When you reach the line containing "filename src/organization.rs" in the data below, begin returning lines exactly as written, and stop once the line containing "use crate::transfer::Transfer;" has been returned.

::: DATASET RECORDS

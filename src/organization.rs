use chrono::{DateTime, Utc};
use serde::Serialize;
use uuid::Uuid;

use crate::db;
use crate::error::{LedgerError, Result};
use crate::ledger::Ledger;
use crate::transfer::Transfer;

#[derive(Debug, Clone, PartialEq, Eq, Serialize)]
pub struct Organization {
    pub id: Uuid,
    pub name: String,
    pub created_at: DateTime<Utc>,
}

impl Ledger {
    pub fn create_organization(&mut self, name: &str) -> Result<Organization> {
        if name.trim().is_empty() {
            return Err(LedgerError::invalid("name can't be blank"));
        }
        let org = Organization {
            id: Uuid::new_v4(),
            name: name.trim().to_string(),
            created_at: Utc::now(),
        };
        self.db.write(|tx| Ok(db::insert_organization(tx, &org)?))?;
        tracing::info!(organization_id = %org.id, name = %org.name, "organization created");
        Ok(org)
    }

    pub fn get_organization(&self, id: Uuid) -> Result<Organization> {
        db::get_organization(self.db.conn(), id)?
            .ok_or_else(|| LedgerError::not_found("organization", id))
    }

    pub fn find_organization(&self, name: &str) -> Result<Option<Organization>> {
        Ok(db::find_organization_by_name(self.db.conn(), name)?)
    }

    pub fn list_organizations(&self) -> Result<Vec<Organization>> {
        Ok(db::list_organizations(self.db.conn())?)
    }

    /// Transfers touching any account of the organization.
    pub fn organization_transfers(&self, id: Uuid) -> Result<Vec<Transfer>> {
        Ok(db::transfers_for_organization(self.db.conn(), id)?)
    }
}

::::::
::: DATASET RECORDS

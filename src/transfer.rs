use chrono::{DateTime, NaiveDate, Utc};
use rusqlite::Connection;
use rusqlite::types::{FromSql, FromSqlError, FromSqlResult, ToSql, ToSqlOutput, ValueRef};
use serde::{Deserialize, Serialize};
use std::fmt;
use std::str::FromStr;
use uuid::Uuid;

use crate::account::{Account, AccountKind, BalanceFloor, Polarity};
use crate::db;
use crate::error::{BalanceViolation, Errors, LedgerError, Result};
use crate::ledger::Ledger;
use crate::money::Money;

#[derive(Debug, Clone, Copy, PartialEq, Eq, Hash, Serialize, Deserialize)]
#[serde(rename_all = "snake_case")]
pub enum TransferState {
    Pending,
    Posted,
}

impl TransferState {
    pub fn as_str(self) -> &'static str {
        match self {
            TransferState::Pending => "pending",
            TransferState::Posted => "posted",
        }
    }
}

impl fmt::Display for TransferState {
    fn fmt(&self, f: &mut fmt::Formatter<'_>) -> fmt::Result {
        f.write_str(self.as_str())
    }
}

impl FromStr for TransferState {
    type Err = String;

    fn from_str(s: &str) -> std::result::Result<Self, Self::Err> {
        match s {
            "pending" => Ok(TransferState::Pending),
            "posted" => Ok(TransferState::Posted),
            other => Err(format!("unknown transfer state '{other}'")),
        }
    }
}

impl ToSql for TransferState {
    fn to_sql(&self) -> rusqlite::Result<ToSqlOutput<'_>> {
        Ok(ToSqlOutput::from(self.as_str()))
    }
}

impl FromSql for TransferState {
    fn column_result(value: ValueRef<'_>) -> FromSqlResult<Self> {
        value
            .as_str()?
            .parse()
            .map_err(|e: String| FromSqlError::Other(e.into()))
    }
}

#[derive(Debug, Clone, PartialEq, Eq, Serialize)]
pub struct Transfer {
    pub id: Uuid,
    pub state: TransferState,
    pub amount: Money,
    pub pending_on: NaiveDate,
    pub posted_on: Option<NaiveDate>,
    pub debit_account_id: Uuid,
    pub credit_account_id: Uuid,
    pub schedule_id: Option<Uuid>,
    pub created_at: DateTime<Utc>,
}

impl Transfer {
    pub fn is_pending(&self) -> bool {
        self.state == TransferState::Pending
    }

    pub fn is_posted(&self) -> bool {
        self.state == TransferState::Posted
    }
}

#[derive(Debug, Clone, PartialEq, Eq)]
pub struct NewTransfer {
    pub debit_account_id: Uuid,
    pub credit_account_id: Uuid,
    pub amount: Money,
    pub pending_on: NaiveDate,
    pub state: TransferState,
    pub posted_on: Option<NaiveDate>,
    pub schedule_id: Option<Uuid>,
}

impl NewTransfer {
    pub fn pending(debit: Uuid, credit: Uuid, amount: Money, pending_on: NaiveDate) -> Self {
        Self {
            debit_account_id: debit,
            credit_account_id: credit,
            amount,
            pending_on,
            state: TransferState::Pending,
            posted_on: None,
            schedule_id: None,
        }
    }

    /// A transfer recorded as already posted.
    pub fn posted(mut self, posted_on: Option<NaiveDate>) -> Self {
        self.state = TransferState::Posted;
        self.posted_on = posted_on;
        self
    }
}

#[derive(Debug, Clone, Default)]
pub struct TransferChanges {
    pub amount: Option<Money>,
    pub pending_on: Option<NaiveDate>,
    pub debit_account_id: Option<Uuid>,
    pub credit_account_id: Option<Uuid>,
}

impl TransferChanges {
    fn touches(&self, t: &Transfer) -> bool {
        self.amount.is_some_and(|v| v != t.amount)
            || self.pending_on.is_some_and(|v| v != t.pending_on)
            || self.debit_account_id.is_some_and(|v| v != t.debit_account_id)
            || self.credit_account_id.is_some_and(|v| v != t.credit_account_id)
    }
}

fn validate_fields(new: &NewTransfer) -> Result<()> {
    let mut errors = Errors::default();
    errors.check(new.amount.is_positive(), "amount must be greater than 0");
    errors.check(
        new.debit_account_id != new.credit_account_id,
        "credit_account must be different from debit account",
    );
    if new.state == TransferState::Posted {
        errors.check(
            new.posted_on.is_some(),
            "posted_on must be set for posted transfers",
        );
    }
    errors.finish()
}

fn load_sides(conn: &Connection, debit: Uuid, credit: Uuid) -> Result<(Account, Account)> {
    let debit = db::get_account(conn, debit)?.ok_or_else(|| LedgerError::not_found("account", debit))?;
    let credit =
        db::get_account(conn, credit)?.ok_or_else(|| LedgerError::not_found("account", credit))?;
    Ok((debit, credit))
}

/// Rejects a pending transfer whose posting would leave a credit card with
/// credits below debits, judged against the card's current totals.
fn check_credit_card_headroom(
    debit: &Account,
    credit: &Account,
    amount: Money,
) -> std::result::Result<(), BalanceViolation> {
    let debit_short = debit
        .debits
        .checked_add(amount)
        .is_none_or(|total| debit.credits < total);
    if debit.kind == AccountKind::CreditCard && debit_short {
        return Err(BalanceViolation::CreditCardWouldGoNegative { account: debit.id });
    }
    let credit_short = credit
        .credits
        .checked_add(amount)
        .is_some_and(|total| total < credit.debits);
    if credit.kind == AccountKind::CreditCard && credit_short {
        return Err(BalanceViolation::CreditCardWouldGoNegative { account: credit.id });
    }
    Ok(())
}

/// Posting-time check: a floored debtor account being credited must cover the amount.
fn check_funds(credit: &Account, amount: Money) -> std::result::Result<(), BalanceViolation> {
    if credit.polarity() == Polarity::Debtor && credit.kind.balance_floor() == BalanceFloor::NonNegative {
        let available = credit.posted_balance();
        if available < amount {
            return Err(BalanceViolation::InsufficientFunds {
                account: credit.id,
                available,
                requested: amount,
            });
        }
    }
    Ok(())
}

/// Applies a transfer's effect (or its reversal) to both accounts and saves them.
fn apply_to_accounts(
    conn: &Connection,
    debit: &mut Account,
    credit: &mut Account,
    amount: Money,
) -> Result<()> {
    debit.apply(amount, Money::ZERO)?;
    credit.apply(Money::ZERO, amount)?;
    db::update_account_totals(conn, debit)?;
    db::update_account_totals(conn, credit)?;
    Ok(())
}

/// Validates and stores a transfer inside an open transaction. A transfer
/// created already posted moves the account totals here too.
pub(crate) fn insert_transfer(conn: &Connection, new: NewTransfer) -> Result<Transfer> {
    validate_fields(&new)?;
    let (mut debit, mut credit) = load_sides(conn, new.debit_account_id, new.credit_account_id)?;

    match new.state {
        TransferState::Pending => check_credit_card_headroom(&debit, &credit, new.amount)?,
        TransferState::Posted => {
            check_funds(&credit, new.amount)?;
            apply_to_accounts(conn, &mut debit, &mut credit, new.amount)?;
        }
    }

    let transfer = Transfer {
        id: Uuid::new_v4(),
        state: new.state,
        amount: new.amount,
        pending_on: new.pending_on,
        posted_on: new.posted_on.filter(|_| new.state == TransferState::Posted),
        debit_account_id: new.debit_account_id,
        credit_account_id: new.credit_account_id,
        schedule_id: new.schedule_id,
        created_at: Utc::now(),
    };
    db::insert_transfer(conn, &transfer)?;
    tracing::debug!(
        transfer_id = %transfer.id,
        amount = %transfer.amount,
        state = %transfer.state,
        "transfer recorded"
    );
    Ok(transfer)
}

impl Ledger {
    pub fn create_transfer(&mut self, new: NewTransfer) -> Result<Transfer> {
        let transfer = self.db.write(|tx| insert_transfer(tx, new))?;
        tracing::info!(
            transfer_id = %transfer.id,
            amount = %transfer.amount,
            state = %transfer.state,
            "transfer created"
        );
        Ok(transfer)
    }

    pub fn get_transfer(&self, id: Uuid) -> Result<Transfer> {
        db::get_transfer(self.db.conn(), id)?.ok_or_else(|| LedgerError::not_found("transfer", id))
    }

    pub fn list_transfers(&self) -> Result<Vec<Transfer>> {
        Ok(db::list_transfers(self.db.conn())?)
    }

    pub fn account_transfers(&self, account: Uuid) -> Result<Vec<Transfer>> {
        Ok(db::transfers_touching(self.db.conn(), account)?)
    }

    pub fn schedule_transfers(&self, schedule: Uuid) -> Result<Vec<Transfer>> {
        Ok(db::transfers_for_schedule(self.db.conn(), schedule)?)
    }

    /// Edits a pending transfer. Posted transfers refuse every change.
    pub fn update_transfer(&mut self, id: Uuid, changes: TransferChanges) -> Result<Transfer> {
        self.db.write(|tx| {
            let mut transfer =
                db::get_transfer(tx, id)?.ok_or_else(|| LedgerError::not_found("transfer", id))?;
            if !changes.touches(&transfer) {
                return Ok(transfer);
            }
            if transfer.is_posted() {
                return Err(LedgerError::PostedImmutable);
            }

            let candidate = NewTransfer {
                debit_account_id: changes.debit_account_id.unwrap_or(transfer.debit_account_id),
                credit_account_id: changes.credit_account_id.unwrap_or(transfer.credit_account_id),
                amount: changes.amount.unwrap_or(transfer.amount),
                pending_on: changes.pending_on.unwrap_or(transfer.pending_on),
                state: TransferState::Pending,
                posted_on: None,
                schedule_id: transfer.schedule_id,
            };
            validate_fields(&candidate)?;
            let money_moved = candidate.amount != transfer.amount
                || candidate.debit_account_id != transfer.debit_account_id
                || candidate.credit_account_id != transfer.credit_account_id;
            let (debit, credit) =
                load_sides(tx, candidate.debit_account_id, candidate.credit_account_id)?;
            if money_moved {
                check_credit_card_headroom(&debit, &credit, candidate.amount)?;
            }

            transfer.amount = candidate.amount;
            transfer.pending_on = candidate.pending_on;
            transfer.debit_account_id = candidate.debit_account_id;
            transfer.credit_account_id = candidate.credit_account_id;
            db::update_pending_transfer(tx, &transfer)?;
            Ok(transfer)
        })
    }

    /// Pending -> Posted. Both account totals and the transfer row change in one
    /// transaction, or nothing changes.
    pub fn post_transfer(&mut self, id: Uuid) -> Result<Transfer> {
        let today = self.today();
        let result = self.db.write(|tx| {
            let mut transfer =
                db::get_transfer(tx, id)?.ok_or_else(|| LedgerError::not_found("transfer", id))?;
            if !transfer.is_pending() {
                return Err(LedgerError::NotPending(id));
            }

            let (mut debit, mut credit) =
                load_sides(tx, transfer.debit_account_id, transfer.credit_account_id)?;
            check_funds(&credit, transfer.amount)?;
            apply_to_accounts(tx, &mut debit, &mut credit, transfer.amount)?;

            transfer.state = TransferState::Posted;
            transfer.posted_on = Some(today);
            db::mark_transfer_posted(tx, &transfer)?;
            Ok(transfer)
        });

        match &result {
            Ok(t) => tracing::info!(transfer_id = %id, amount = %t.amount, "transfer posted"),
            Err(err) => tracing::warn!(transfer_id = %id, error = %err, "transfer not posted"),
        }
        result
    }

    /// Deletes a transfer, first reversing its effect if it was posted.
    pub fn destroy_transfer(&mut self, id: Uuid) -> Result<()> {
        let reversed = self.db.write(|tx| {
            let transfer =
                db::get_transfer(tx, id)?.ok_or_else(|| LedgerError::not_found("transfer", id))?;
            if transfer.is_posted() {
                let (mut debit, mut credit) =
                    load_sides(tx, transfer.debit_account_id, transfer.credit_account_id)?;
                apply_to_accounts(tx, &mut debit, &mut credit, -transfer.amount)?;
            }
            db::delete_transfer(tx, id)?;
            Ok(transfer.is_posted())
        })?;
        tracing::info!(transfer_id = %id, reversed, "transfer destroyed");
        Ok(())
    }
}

::::::

- [EXERCISE ANSWER]:
filename src/organization.rs
use chrono::{DateTime, Utc};
use serde::Serialize;
use uuid::Uuid;

use crate::db;
use crate::error::{LedgerError, Result};
use crate::ledger::Ledger;
use crate::transfer::Transfer;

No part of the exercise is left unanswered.